Schade eigentlich, dass der Schmähpreis von Foodwatch ausgerechnet "Goldener Windbeutel" heißt. Denn ob mit Vanille- oder Avocado-Creme gefüllt - ein präzise ausgebackener Windbeutel ist eine sehr anständige, knusprige Leckerei.
Aber sei's drum. Foodwatch hat natürlich den negativen metaphorischen Mehrwert von "Windbeutel" im Auge. Als Windbeutelei wird im Duden leichtfertiges Handeln definiert -, inhaltlich geht's der Organisation um die Lügen in der Lebensmittel-Werbung.
Und das ist grundsätzlich gut so. Denn wenn es um Mittel zum Leben geht, können Falsch-Etikettierungen und Täuschungen krank machen und im äußersten Fall tödlich sein. Wovon genügend Lebensmittel-Skandale zeugen. Anders gesagt: Heute versteht eigentlich jeder, dass die berühmteste Sentenz des Philosophen Ludwig Feuerbach - "Der Mensch ist, was er isst" - trotz polemischer Pointiertheit in vielerlei Hinsicht stimmt.

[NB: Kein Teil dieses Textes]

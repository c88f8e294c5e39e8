//! Configuration types.

use std::time::Duration;

use crate::error::ConfigError;

/// Client configuration for the HTTP API implementation.
#[derive(Debug, Clone)]
pub struct ClientConfig {
    /// Base URL of the signup backend, without a trailing slash.
    pub base_url: String,
    /// Per-request timeout.
    pub timeout: Duration,
}

impl Default for ClientConfig {
    fn default() -> Self {
        Self {
            base_url: "http://localhost:3000".to_string(),
            timeout: Duration::from_secs(30),
        }
    }
}

impl ClientConfig {
    /// Build from environment variables, falling back to defaults.
    ///
    /// `SIGNUP_API_BASE_URL` — backend base URL.
    /// `SIGNUP_API_TIMEOUT_SECS` — request timeout in seconds.
    pub fn from_env() -> Result<Self, ConfigError> {
        let mut config = Self::default();

        if let Ok(url) = std::env::var("SIGNUP_API_BASE_URL") {
            config.base_url = url.trim_end_matches('/').to_string();
        }

        if let Ok(raw) = std::env::var("SIGNUP_API_TIMEOUT_SECS") {
            let secs: u64 = raw.parse().map_err(|_| ConfigError::InvalidValue {
                key: "SIGNUP_API_TIMEOUT_SECS".to_string(),
                message: format!("expected an integer number of seconds, got {raw:?}"),
            })?;
            config.timeout = Duration::from_secs(secs);
        }

        Ok(config)
    }
}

Körper war niederes Anhängsel des Geistes
Den meisten Menschen wurde es zur Selbstverständlichkeit, dass ihre Existenz nicht von ihrem Körper und dessen Bedürfnissen zu trennen ist. Mitte des 19. Jahrhunderts allerdings wirkte Feuerbachs These anmaßend und aufmüpfig. Erst allmählich klang das Zeitalter des Idealismus ab, das Hegel mit seiner spekulativen Philosophie des absoluten Geistes, dem der Körper niederes Anhängsel ist, dominiert hatte.

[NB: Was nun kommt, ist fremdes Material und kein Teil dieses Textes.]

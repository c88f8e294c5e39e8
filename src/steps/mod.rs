//! Step components — one per step type, all exposing the same contract:
//! a typed form that shallow-merges into the draft, and a renderer that
//! turns the draft back into human-readable summary lines for review.
//!
//! Renderers are dispatched through a tagged lookup keyed by step id,
//! resolved once per step transition.

use serde::Serialize;
use serde_json::{Map, Value};

use crate::api::SignupApi;
use crate::error::Result;
use crate::flow::draft::{Draft, fields};
use crate::flow::model::Jurisdiction;
use crate::flow::step::StepId;

/// One human-readable line of a step summary.
#[derive(Debug, Clone, PartialEq, Eq, Serialize)]
pub struct SummaryEntry {
    pub label: &'static str,
    pub value: String,
}

/// Rendering capability for a step, keyed by step id.
#[derive(Debug, Clone, Copy, PartialEq, Eq)]
pub enum StepRenderer {
    DocumentCapture,
    PersonalInfo,
    WorkHistory,
    Education,
    OrgDetails,
    InstitutionDetails,
    Review,
}

/// Resolve the renderer for a step id.
pub fn renderer_for(id: StepId) -> StepRenderer {
    match id {
        StepId::DocumentCapture => StepRenderer::DocumentCapture,
        StepId::PersonalInfo => StepRenderer::PersonalInfo,
        StepId::WorkHistory => StepRenderer::WorkHistory,
        StepId::Education => StepRenderer::Education,
        StepId::OrgDetails => StepRenderer::OrgDetails,
        StepId::InstitutionDetails => StepRenderer::InstitutionDetails,
        StepId::Review => StepRenderer::Review,
    }
}

fn shown(draft: &Draft, field: &str) -> String {
    draft.str_field(field).unwrap_or("—").to_string()
}

impl StepRenderer {
    /// Summarize the draft fields this step owns.
    pub fn summary(&self, draft: &Draft) -> Vec<SummaryEntry> {
        match self {
            StepRenderer::DocumentCapture => vec![
                SummaryEntry {
                    label: "First name",
                    value: shown(draft, fields::FIRST_NAME),
                },
                SummaryEntry {
                    label: "Last name",
                    value: shown(draft, fields::LAST_NAME),
                },
                SummaryEntry {
                    label: "Date of birth",
                    value: shown(draft, fields::DATE_OF_BIRTH),
                },
            ],
            StepRenderer::PersonalInfo => {
                let phone = if draft.bool_field(fields::SKIP_PHONE) {
                    "Skipped".to_string()
                } else {
                    shown(draft, fields::PHONE)
                };
                vec![
                    SummaryEntry {
                        label: "Email",
                        value: shown(draft, fields::EMAIL),
                    },
                    SummaryEntry {
                        label: "Phone",
                        value: phone,
                    },
                ]
            }
            StepRenderer::WorkHistory => {
                let count = draft
                    .array_field(fields::WORK_HISTORY)
                    .map(Vec::len)
                    .unwrap_or(0);
                let value = if count == 0 {
                    "No prior work history".to_string()
                } else {
                    format!("{count} entries")
                };
                vec![SummaryEntry {
                    label: "Work history",
                    value,
                }]
            }
            StepRenderer::Education => {
                let programs: Vec<&str> = draft
                    .array_field(fields::EDUCATION)
                    .map(|entries| {
                        entries
                            .iter()
                            .filter_map(|e| e.get("programName").and_then(Value::as_str))
                            .collect()
                    })
                    .unwrap_or_default();
                let value = if programs.is_empty() {
                    "—".to_string()
                } else {
                    programs.join(", ")
                };
                vec![SummaryEntry {
                    label: "Programs",
                    value,
                }]
            }
            StepRenderer::OrgDetails => vec![
                SummaryEntry {
                    label: "Organization",
                    value: shown(draft, fields::ORG_NAME),
                },
                SummaryEntry {
                    label: "Contact email",
                    value: shown(draft, fields::ORG_EMAIL),
                },
                SummaryEntry {
                    label: "Website",
                    value: shown(draft, fields::ORG_WEBSITE),
                },
            ],
            StepRenderer::InstitutionDetails => vec![
                SummaryEntry {
                    label: "Institution",
                    value: shown(draft, fields::INSTITUTION_NAME),
                },
                SummaryEntry {
                    label: "Founded",
                    value: shown(draft, fields::FOUNDING_YEAR),
                },
            ],
            // Review summarizes the other steps; it has nothing of its own.
            StepRenderer::Review => Vec::new(),
        }
    }
}

fn to_partial<T: Serialize>(form: &T) -> Map<String, Value> {
    match serde_json::to_value(form) {
        Ok(Value::Object(map)) => map,
        Ok(_) | Err(_) => {
            tracing::warn!("step form did not serialize to an object");
            Map::new()
        }
    }
}

/// Captured document images for the document step.
#[derive(Debug, Clone, Default)]
pub struct DocumentCaptureForm {
    /// Reference to the captured live photo.
    pub live_photo: String,
    /// Document field name → captured image reference, per the
    /// jurisdiction's capture requirements.
    pub documents: Map<String, Value>,
}

/// Run the remote capture/extraction call and produce the draft partial:
/// the captures themselves plus whatever structured fields the service
/// extracted. Extraction populating every expected field is not guaranteed;
/// the document validator re-checks before the flow advances.
pub async fn process_document_capture(
    api: &dyn SignupApi,
    jurisdiction: Jurisdiction,
    form: DocumentCaptureForm,
) -> Result<Map<String, Value>> {
    let mut capture = form.documents;
    capture.insert(
        fields::LIVE_PHOTO.to_string(),
        Value::String(form.live_photo),
    );

    let extracted = api.extract_document(jurisdiction, &capture).await?;

    let mut partial = capture;
    partial.extend(extracted.fields);
    Ok(partial)
}

/// Personal information form.
#[derive(Debug, Clone, Default, Serialize)]
#[serde(rename_all = "camelCase")]
pub struct PersonalInfoForm {
    pub first_name: String,
    pub last_name: String,
    pub email: String,
    #[serde(skip_serializing_if = "Option::is_none")]
    pub phone: Option<String>,
    pub skip_phone: bool,
    pub password: String,
    pub confirm_password: String,
}

/// Register the account from the personal-information fields and produce the
/// draft partial including the established user id.
pub async fn register_personal_info(
    api: &dyn SignupApi,
    form: PersonalInfoForm,
) -> Result<Map<String, Value>> {
    let payload = to_partial(&form);
    let receipt = api.register_account(&payload).await?;

    let mut partial = payload;
    partial.insert(
        fields::USER_ID.to_string(),
        Value::String(receipt.user_id),
    );
    if let Some(role) = receipt.role {
        partial.insert(
            fields::REGISTERED_ROLE.to_string(),
            Value::String(role.to_string()),
        );
    }
    Ok(partial)
}

/// One prior position in the work history step.
#[derive(Debug, Clone, Serialize)]
#[serde(rename_all = "camelCase")]
pub struct WorkEntry {
    pub company: String,
    pub title: String,
    pub start_year: String,
    #[serde(skip_serializing_if = "Option::is_none")]
    pub end_year: Option<String>,
}

/// Draft partial for the work history step. An empty entry list is valid.
pub fn work_history_partial(entries: Vec<WorkEntry>, has_no_work_history: bool) -> Map<String, Value> {
    let mut partial = Map::new();
    partial.insert(
        fields::WORK_HISTORY.to_string(),
        serde_json::to_value(entries).unwrap_or_else(|_| Value::Array(Vec::new())),
    );
    partial.insert(
        fields::HAS_NO_WORK_HISTORY.to_string(),
        Value::Bool(has_no_work_history),
    );
    partial
}

/// One education entry. All fields are required by the education validator.
#[derive(Debug, Clone, Serialize)]
#[serde(rename_all = "camelCase")]
pub struct EducationEntry {
    pub degree_type: String,
    pub program_name: String,
    pub institution: String,
    pub field_of_study: String,
    pub graduation_year: String,
}

/// Draft partial for the education step.
pub fn education_partial(entries: Vec<EducationEntry>) -> Map<String, Value> {
    let mut partial = Map::new();
    partial.insert(
        fields::EDUCATION.to_string(),
        serde_json::to_value(entries).unwrap_or_else(|_| Value::Array(Vec::new())),
    );
    partial
}

/// Organization details form. The identifier fields only apply to company
/// flows, and which ones are required depends on the jurisdiction.
#[derive(Debug, Clone, Default, Serialize)]
#[serde(rename_all = "camelCase")]
pub struct OrgDetailsForm {
    pub org_name: String,
    pub org_email: String,
    pub org_website: String,
    #[serde(skip_serializing_if = "Option::is_none")]
    pub cin: Option<String>,
    #[serde(skip_serializing_if = "Option::is_none")]
    pub gstin: Option<String>,
    #[serde(skip_serializing_if = "Option::is_none")]
    pub founded_month: Option<String>,
    #[serde(skip_serializing_if = "Option::is_none")]
    pub founded_year: Option<String>,
}

impl OrgDetailsForm {
    pub fn into_partial(self) -> Map<String, Value> {
        to_partial(&self)
    }
}

/// Institution details form. `postal_address` and `founding_date` are
/// mutually exclusive by jurisdiction.
#[derive(Debug, Clone, Default, Serialize)]
#[serde(rename_all = "camelCase")]
pub struct InstitutionDetailsForm {
    pub institution_name: String,
    pub founding_year: String,
    pub description: String,
    #[serde(skip_serializing_if = "Option::is_none")]
    pub postal_address: Option<String>,
    #[serde(skip_serializing_if = "Option::is_none")]
    pub founding_date: Option<String>,
}

impl InstitutionDetailsForm {
    pub fn into_partial(self) -> Map<String, Value> {
        to_partial(&self)
    }
}

/// Draft partial recording explicit terms acceptance on the review step.
pub fn accept_terms() -> Map<String, Value> {
    let mut partial = Map::new();
    partial.insert(fields::TERMS_ACCEPTED.to_string(), Value::Bool(true));
    partial
}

Und überhaupt war es in der abendländischen Philosophie-Tradition seit Platon überwiegend verbreitet, dem Geist - oder auch der Seele - den Primat vor dem Körper einzuräumen.

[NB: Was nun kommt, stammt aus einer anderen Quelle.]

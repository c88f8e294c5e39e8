//! reqwest implementation of [`SignupApi`].

use std::sync::Arc;
use std::time::Duration;

use async_trait::async_trait;
use secrecy::ExposeSecret;
use serde_json::{Map, Value};
use tokio::sync::RwLock;

use crate::config::ClientConfig;
use crate::error::ApiError;
use crate::flow::draft::Draft;
use crate::flow::model::{Jurisdiction, Role, RoleRecordKind};
use crate::session::Session;

use super::{AccountReceipt, ExtractedDocument, PersistedRoleRecord, SavedRecord, SignupApi};

/// HTTP client against the signup backend. Authenticated calls attach a
/// bearer token resolved from the shared session.
pub struct HttpSignupApi {
    client: reqwest::Client,
    base_url: String,
    timeout: Duration,
    session: Arc<RwLock<Session>>,
}

impl HttpSignupApi {
    pub fn new(config: &ClientConfig, session: Arc<RwLock<Session>>) -> Self {
        Self {
            client: reqwest::Client::new(),
            base_url: config.base_url.trim_end_matches('/').to_string(),
            timeout: config.timeout,
            session,
        }
    }

    fn url(&self, path: &str) -> String {
        format!("{}/{path}", self.base_url)
    }

    fn record_path(kind: RoleRecordKind) -> &'static str {
        match kind {
            RoleRecordKind::Organization => "api/org-details",
            RoleRecordKind::Institution => "api/institution-details",
        }
    }

    async fn bearer(&self) -> Result<String, ApiError> {
        let session = self.session.read().await;
        session
            .bearer_token()
            .map(|token| token.expose_secret().to_string())
            .ok_or(ApiError::Unauthenticated)
    }
}

async fn expect_json(endpoint: &str, response: reqwest::Response) -> Result<Value, ApiError> {
    let status = response.status();
    if !status.is_success() {
        let body = response.text().await.unwrap_or_default();
        return Err(ApiError::Status {
            endpoint: endpoint.to_string(),
            status: status.as_u16(),
            body,
        });
    }
    response.json().await.map_err(|e| ApiError::Decode {
        endpoint: endpoint.to_string(),
        reason: e.to_string(),
    })
}

fn request_err(endpoint: &str, error: reqwest::Error) -> ApiError {
    ApiError::Request {
        endpoint: endpoint.to_string(),
        reason: error.to_string(),
    }
}

/// Pull a record id out of a response object. Current backends return `id`;
/// older ones returned `_id`, sometimes numeric.
fn record_id(object: &Map<String, Value>) -> Option<String> {
    ["id", "_id"].iter().find_map(|key| match object.get(*key) {
        Some(Value::String(s)) if !s.is_empty() => Some(s.clone()),
        Some(Value::Number(n)) => Some(n.to_string()),
        _ => None,
    })
}

/// The fetch endpoint returns either a single record object or an array
/// whose first element is the record. Anything else is an empty state.
fn unwrap_record(value: Value) -> Option<Map<String, Value>> {
    match value {
        Value::Object(object) => Some(object),
        Value::Array(items) => items.into_iter().next().and_then(|v| match v {
            Value::Object(object) => Some(object),
            _ => None,
        }),
        _ => None,
    }
}

#[async_trait]
impl SignupApi for HttpSignupApi {
    async fn extract_document(
        &self,
        jurisdiction: Jurisdiction,
        capture: &Map<String, Value>,
    ) -> Result<ExtractedDocument, ApiError> {
        let endpoint = "api/documents/extract";
        let body = serde_json::json!({
            "jurisdiction": jurisdiction,
            "documents": capture,
        });
        let response = self
            .client
            .post(self.url(endpoint))
            .timeout(self.timeout)
            .json(&body)
            .send()
            .await
            .map_err(|e| request_err(endpoint, e))?;

        let value = expect_json(endpoint, response).await?;
        let fields = value.as_object().cloned().unwrap_or_default();
        Ok(ExtractedDocument { fields })
    }

    async fn register_account(
        &self,
        payload: &Map<String, Value>,
    ) -> Result<AccountReceipt, ApiError> {
        let endpoint = "api/auth/register";
        let response = self
            .client
            .post(self.url(endpoint))
            .timeout(self.timeout)
            .json(payload)
            .send()
            .await
            .map_err(|e| request_err(endpoint, e))?;

        let value = expect_json(endpoint, response).await?;

        // Keep whatever token the backend handed back for later calls.
        self.session.write().await.absorb(&value);

        let object = value.as_object().cloned().unwrap_or_default();
        let user_id = ["userId", "id", "_id"]
            .iter()
            .find_map(|key| match object.get(*key) {
                Some(Value::String(s)) if !s.is_empty() => Some(s.clone()),
                Some(Value::Number(n)) => Some(n.to_string()),
                _ => None,
            })
            .ok_or_else(|| ApiError::Decode {
                endpoint: endpoint.to_string(),
                reason: "registration response carried no user id".to_string(),
            })?;
        let role = object
            .get("role")
            .and_then(Value::as_str)
            .and_then(Role::from_wire);

        Ok(AccountReceipt { user_id, role })
    }

    async fn save_role_record(
        &self,
        kind: RoleRecordKind,
        user_id: &str,
        record_id_hint: Option<&str>,
        payload: &Map<String, Value>,
    ) -> Result<SavedRecord, ApiError> {
        let token = self.bearer().await?;
        let path = Self::record_path(kind);

        let mut body = payload.clone();
        body.insert("userId".to_string(), Value::String(user_id.to_string()));

        // Create when no record id is known yet, update otherwise.
        let (endpoint, builder) = match record_id_hint {
            None => (path.to_string(), self.client.post(self.url(path))),
            Some(id) => {
                let endpoint = format!("{path}/{id}");
                let builder = self.client.patch(self.url(&endpoint));
                (endpoint, builder)
            }
        };

        let response = builder
            .timeout(self.timeout)
            .bearer_auth(&token)
            .json(&body)
            .send()
            .await
            .map_err(|e| request_err(&endpoint, e))?;

        let value = expect_json(&endpoint, response).await?;
        let fields = value.as_object().cloned().unwrap_or_default();
        let id = record_id(&fields)
            .or_else(|| record_id_hint.map(str::to_string))
            .ok_or_else(|| ApiError::Decode {
                endpoint: endpoint.clone(),
                reason: "save response carried no record id".to_string(),
            })?;

        Ok(SavedRecord { id, fields })
    }

    async fn fetch_role_record(
        &self,
        kind: RoleRecordKind,
        user_id: &str,
    ) -> Result<Option<PersistedRoleRecord>, ApiError> {
        let token = self.bearer().await?;
        let endpoint = Self::record_path(kind);

        let response = self
            .client
            .get(self.url(endpoint))
            .timeout(self.timeout)
            .bearer_auth(&token)
            .query(&[("userId", user_id)])
            .send()
            .await
            .map_err(|e| request_err(endpoint, e))?;

        // No record is an empty state, not an error.
        if response.status() == reqwest::StatusCode::NOT_FOUND {
            return Ok(None);
        }

        let value = expect_json(endpoint, response).await?;
        let Some(fields) = unwrap_record(value) else {
            return Ok(None);
        };
        let Some(id) = record_id(&fields) else {
            tracing::warn!(endpoint, "fetched record carried no id; treating as empty");
            return Ok(None);
        };

        Ok(Some(PersistedRoleRecord { id, fields }))
    }

    async fn submit_registration(&self, draft: &Draft) -> Result<(), ApiError> {
        let token = self.bearer().await?;
        let endpoint = "api/signup/submit";

        let response = self
            .client
            .post(self.url(endpoint))
            .timeout(self.timeout)
            .bearer_auth(&token)
            .json(&draft.to_payload())
            .send()
            .await
            .map_err(|e| request_err(endpoint, e))?;

        let status = response.status();
        if !status.is_success() {
            let body = response.text().await.unwrap_or_default();
            return Err(ApiError::Status {
                endpoint: endpoint.to_string(),
                status: status.as_u16(),
                body,
            });
        }
        Ok(())
    }
}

Laut René Descartes' logisch vertracktem Grundsatz "ego cogito, ergo sum" - ich denke, also bin ich - garantiert der Verstand sogar überhaupt erst die menschliche Existenz. Existenz und Essen in Verbindung zu bringen, auf diese Idee waren nur wenige Liebhaber der Weisheitslehre gekommen - die allerdings schon früh.
Für Epikur, der von den antiken Schülern Platons genauso krass angefeindet wurde wie später von Martin Luther, waren Essen und Trinken wesentliche Bedingungen für den Genuss des Daseins. Wobei es in der Athener Garten-Kommune, in der Epikur über 30 Jahre lang unter seinen Anhängern lebte, keineswegs luxuriös und ausschweifend zuging. Anders als es die landläufige Vorstellung vom epikureischen Saus und Braus suggeriert, kam es dem Meister auf maßvollen Genuss an...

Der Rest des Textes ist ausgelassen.